First, booing. Then, obscene chanting. Finally, a shower of baseballs flew onto the field from all over the ballpark, aimed at the umpires and Boston players, causing a play stoppage, prompting warnings from PA announcer Bob Sheppard, and nearly resulting in Red Sox manager Terry Francona pulling his team from the field.
What should have been remembered for a great performance by Curt Schilling ended with the shameful spectacle of riot-gear clad police officers having to stand along both foul lines until the inning was over.
Thankfully, the Yankees went quietly in the bottom of the ninth and so did their fans. Both will be back tonight for one more shot at putting away these remarkably resilient Red Sox, but can you imagine what the reaction will be if the mighty Yankees are to lose?
For years, New Yorkers have rightly, if condescendingly, clucked their tongues at the antics of fans in places like Detroit and L.A. and yes, Boston, who overturn cars and set fires when their teams lose, and sometimes even when they win.
That stuff doesn’t happen here, we always say. We’re too sophisticated, too cosmopolitan, too immersed in real life to allow something as frivolous as the accomplishments of athletes to turn us into savages. So how is it that Yankee fans, most of whom jumped aboard the bandwagon around Game 6 of the 1996 World Series but claim to have ridden it all of their lives, can react like churls when their team, which has been to six World Series in the past eight years and won four of them, goes down to defeat?
Probably, it comes from the highest level of Yankee management, The Boss himself, to whom any season that ends without a World Championship is branded a failure. It is that attitude that has made the Yankees such an impressive, even menacing team in the Joe Torre Era. It is also that attitude that has taken much of the joy out of rooting for the Yankees. Winning the division, winning the pennant, reaching the big show are never enough.
Every year, win or lose, the team is dismantled, broken down, re-tooled, and reloaded. Executives who are not fired are threatened or publicly humiliated.
After all, you can’t spend this much on ballplayers and settle for anything less than unconditional victory. This belief not only obsesses the owner, it infects the players and inflames the fans.

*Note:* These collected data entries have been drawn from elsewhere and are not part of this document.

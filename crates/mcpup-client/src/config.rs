//! Config-surface types handed to [`crate::core::CoreClient::connect`]:
//! immutable once constructed, never mutated by the core or managed layers.

use std::collections::HashMap;
use std::time::Duration;

use mcpup_env::EnvPolicy;
use mcpup_supervisor::ServerIsolationConfig;
use mcpup_transport::ProtocolHint;
use thiserror::Error;

#[derive(Debug, Error)]
pub enum ConfigError {
    #[error("server name '{0}' must match [A-Za-z0-9_.-]+")]
    InvalidName(String),
}

fn valid_name(name: &str) -> bool {
    !name.is_empty() && name.chars().all(|c| c.is_ascii_alphanumeric() || c == '_' || c == '.' || c == '-')
}

/// One upstream server's connection configuration. Builder-style: start
/// from [`ServerConfig::new`], then set fields directly (they're all
/// `pub`), the way `turbomcp-transport`'s config structs are built.
#[derive(Debug, Clone)]
pub struct ServerConfig {
    pub name: String,
    pub protocol: ProtocolHint,

    pub command: String,
    pub args: Vec<String>,
    pub working_dir: Option<String>,
    pub env_policy: EnvPolicy,
    pub isolation: ServerIsolationConfig,

    pub url: String,
    /// Header values, possibly `${scheme:name}` secret references resolved
    /// at connect time by a [`crate::secrets::SecretResolver`].
    pub headers: HashMap<String, String>,

    pub oauth_scopes: Vec<String>,
    pub oauth_known_client: Option<(String, String)>,
    pub oauth_extra_params: HashMap<String, String>,

    pub connect_timeout: Duration,
}

impl ServerConfig {
    pub fn new(name: impl Into<String>) -> Result<Self, ConfigError> {
        let name = name.into();
        if !valid_name(&name) {
            return Err(ConfigError::InvalidName(name));
        }
        Ok(Self {
            name,
            protocol: ProtocolHint::Auto,
            command: String::new(),
            args: Vec::new(),
            working_dir: None,
            env_policy: EnvPolicy::default(),
            isolation: ServerIsolationConfig::default(),
            url: String::new(),
            headers: HashMap::new(),
            oauth_scopes: Vec::new(),
            oauth_known_client: None,
            oauth_extra_params: HashMap::new(),
            connect_timeout: Duration::from_secs(30),
        })
    }

    pub fn has_command(&self) -> bool {
        !self.command.is_empty()
    }

    pub fn has_url(&self) -> bool {
        !self.url.is_empty()
    }
}

/// One tool advertised by an upstream, normalized from
/// `turbomcp_protocol::types::Tool` into the shape callers consume.
#[derive(Debug, Clone, serde::Serialize)]
pub struct ToolMetadata {
    pub server_name: String,
    pub name: String,
    pub description: Option<String>,
    pub params_json: serde_json::Value,
}

impl ToolMetadata {
    pub fn from_tool(server_name: &str, tool: &turbomcp_protocol::types::Tool) -> Self {
        Self {
            server_name: server_name.to_string(),
            name: tool.name.clone(),
            description: tool.description.clone(),
            params_json: serde_json::to_value(&tool.input_schema).unwrap_or(serde_json::Value::Null),
        }
    }
}
//! HTTP/SSE transport construction on top of
//! [`turbomcp_http::StreamableHttpClientTransport`], which already
//! negotiates plain JSON vs. `text/event-stream` responses via the
//! `Accept` header — one transport type backs both the `http` and `sse`
//! protocol hints.

use std::collections::HashMap;
use std::time::Duration;

use turbomcp_client::{Client, SharedClient};
use turbomcp_http::{StreamableHttpClientConfig, StreamableHttpClientTransport};

/// Resolved connection parameters for an HTTP or SSE upstream: the bearer
/// token and extra headers have already been through the OAuth/secret
/// resolution chain by the time this is built.
#[derive(Debug, Clone)]
pub struct HttpParams {
    pub url: String,
    pub headers: HashMap<String, String>,
    pub auth_token: Option<String>,
    pub timeout: Duration,
}

pub fn build(params: HttpParams) -> SharedClient<StreamableHttpClientTransport> {
    let config = StreamableHttpClientConfig {
        base_url: params.url,
        headers: params.headers,
        auth_token: params.auth_token,
        timeout: params.timeout,
        ..StreamableHttpClientConfig::default()
    };
    let transport = StreamableHttpClientTransport::new(config);
    SharedClient::new(Client::new(transport))
}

Last night, there was the spectacle of Hideki Matsui, who knew quite well that Bellhorn’s shot was a home run, standing by mutely, hoping the umpires would get it wrong. There was Rodriguez, once considered the best player in the American League, trying to cheat his way on base, and there was Joe Torre, the manager many consider one of the most honorable men in professional sports, out there arguing his case.
Who could possibly expect the fans, who pay premium prices and have come to expect premium results, to comport themselves any better?
Instead of celebrating the brilliance of Schilling, who pitched seven innings of three hit ball on a torn-up ankle, or the pluck of the Red Sox, who shook off an 11-run defeat on Saturday to win back-to-back extra inning games, or merely reveling in October baseball as it is supposed to be, we are forced to watch as Yankee fans humiliate themselves and their city with a public tantrum.
Then again, their beloved Yankees still stand a long way from what they consider success, but a mere nine innings from abject failure.
Mr. Matthews is the host of the “Wally and the Keeg” sports talk show heard Monday-Friday from 4-7 p.m. on 1050 ESPN radio.